_Exercise_
Copy each line below in which the word "Formatter" occurs.

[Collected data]
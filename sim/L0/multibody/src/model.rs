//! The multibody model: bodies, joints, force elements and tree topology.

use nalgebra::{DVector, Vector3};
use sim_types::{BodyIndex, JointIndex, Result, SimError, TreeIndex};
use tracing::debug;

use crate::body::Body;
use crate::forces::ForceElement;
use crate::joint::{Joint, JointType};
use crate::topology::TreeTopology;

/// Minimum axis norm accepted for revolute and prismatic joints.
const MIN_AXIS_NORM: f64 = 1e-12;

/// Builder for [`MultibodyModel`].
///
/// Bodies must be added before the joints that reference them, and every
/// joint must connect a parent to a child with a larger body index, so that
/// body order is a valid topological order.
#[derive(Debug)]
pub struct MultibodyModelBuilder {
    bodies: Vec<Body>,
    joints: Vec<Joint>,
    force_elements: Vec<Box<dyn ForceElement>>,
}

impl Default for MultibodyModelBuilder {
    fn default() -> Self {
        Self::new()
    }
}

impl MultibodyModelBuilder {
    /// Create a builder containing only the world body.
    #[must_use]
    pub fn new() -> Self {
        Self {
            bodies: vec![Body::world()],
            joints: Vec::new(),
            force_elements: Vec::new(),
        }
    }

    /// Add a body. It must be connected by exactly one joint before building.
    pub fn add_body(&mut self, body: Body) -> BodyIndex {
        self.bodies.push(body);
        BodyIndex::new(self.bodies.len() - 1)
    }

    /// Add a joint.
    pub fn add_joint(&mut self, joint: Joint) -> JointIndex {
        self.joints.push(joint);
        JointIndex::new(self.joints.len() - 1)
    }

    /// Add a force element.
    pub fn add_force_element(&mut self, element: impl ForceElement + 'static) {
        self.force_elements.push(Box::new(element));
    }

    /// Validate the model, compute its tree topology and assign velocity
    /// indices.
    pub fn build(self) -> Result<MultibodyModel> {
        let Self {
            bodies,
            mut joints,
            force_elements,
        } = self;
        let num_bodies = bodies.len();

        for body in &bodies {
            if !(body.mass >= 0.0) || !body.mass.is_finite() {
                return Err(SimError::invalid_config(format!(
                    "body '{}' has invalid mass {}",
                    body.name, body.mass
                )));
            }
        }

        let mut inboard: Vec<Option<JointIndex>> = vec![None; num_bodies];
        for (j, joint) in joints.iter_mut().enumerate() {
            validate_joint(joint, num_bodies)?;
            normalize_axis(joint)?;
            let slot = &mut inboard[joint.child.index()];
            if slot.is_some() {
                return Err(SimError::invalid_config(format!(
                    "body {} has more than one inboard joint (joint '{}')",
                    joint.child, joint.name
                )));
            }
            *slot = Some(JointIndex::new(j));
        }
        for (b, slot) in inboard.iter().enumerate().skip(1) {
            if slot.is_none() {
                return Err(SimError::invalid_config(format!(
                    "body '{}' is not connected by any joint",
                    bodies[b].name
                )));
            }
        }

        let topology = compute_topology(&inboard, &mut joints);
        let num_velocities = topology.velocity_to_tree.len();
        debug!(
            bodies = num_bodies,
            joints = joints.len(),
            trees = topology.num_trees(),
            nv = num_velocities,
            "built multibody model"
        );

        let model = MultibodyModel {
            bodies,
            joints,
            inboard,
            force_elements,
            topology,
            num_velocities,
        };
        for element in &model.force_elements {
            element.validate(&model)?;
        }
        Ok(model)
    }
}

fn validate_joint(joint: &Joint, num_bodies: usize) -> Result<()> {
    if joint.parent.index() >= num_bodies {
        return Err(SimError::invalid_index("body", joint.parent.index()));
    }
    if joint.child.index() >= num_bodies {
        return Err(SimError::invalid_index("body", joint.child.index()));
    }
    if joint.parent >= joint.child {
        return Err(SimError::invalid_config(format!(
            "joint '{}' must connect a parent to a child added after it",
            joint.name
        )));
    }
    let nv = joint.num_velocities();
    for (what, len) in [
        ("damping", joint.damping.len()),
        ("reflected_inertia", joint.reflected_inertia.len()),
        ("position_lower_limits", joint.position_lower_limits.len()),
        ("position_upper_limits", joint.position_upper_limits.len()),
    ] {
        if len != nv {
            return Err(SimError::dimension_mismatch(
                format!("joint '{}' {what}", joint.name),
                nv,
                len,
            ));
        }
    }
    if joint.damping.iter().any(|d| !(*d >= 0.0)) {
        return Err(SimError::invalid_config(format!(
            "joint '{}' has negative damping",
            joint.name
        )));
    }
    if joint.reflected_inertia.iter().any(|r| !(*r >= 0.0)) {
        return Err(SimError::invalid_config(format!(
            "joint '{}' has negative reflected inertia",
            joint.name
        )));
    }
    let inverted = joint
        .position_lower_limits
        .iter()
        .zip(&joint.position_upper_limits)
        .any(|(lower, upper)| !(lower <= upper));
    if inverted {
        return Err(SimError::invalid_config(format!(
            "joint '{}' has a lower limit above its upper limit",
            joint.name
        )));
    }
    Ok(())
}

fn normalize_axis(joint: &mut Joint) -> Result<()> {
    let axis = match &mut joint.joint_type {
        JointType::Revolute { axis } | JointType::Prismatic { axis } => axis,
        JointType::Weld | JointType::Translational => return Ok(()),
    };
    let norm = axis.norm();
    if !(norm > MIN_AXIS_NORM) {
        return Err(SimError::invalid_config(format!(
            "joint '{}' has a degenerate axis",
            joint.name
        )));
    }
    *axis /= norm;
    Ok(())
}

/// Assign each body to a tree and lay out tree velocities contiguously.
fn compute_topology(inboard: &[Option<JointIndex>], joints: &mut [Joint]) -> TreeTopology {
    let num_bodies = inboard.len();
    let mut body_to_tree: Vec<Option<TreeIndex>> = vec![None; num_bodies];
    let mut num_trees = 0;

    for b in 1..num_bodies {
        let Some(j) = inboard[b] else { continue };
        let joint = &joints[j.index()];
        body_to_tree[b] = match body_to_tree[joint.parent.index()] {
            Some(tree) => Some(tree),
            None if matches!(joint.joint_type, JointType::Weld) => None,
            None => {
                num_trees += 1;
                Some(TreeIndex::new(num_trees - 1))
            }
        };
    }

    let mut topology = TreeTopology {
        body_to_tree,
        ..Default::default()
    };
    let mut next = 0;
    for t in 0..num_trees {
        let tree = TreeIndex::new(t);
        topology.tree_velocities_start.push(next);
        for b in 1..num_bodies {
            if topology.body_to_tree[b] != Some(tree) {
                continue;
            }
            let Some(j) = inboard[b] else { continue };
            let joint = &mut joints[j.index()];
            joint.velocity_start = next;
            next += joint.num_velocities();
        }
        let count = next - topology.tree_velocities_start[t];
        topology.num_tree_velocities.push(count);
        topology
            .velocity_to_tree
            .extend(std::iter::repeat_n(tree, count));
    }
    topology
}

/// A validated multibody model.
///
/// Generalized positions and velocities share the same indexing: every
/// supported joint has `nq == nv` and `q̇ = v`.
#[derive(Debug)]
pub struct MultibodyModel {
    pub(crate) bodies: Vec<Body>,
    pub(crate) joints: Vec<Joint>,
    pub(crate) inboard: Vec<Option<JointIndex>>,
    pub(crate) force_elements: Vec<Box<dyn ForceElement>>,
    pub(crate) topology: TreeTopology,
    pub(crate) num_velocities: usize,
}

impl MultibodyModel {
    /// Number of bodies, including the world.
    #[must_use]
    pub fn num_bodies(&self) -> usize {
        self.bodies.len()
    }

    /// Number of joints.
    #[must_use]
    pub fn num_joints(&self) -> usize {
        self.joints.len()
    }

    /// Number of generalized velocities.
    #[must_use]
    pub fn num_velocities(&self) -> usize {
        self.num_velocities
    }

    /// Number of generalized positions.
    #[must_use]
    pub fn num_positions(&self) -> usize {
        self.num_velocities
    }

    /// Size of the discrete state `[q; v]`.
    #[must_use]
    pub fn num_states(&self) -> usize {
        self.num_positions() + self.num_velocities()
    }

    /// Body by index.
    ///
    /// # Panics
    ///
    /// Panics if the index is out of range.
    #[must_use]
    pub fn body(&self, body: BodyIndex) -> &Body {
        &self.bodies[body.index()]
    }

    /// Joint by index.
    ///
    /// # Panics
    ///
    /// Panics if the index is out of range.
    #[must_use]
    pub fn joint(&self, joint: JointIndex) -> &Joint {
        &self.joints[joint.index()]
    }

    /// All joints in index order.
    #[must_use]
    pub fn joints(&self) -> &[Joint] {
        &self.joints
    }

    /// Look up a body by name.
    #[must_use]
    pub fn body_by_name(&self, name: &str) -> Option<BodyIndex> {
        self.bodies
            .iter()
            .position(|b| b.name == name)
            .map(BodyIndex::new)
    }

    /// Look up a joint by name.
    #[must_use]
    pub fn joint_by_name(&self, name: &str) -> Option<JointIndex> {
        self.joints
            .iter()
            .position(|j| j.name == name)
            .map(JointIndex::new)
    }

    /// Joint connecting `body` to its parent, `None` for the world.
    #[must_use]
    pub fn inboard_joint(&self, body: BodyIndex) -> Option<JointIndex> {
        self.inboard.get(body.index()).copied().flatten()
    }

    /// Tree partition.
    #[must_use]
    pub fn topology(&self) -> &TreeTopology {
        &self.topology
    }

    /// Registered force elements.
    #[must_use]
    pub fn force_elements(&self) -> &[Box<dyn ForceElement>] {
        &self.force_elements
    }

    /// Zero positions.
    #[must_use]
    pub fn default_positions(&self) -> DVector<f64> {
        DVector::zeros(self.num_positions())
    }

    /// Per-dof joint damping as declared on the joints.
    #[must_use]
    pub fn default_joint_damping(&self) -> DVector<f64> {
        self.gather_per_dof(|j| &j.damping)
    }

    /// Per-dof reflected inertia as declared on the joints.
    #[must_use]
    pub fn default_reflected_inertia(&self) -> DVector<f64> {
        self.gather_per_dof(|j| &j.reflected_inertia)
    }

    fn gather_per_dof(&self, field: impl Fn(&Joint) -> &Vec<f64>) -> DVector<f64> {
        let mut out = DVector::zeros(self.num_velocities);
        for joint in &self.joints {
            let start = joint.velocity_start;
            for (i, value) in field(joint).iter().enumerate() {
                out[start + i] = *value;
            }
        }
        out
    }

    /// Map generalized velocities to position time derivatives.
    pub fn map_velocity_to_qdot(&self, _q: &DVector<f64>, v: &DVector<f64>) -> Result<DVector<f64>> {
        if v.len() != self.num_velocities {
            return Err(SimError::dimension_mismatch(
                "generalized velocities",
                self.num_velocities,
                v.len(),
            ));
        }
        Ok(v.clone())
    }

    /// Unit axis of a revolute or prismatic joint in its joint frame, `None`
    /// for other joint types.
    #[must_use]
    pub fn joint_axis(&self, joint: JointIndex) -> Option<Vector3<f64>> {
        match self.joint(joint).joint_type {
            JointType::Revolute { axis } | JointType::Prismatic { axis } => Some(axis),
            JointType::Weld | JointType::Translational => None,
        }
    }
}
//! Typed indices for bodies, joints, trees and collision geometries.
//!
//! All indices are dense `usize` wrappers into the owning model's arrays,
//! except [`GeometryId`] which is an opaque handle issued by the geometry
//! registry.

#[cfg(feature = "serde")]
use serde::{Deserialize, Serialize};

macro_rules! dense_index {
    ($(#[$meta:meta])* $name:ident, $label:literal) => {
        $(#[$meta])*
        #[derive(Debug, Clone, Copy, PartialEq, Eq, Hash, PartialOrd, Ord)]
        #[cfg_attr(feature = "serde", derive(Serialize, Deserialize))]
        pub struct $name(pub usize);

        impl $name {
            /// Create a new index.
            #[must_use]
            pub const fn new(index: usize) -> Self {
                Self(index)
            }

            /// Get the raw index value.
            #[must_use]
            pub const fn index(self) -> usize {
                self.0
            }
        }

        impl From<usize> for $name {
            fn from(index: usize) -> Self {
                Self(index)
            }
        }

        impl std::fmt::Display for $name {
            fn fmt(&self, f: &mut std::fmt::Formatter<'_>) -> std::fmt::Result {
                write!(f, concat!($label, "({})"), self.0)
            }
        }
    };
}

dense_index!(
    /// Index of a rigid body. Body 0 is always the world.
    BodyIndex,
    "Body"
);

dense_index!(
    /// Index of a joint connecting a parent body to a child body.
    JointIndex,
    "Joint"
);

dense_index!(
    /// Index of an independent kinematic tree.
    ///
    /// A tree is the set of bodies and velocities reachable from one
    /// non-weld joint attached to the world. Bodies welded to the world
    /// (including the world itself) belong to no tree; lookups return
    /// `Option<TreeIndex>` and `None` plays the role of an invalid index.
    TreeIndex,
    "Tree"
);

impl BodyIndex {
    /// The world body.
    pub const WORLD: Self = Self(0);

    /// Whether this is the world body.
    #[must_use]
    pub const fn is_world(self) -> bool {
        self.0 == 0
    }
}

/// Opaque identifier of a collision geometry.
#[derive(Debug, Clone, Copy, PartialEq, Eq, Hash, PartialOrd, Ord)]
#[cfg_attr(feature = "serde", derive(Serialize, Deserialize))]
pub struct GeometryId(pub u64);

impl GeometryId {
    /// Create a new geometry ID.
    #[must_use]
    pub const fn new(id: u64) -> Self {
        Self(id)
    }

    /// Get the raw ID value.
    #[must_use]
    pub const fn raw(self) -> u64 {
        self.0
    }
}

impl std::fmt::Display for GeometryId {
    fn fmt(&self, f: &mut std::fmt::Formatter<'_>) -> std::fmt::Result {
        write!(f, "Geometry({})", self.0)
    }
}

_Reply_
            fn fmt(&self, f: &mut std::fmt::Formatter<'_>) -> std::fmt::Result {
    fn fmt(&self, f: &mut std::fmt::Formatter<'_>) -> std::fmt::Result {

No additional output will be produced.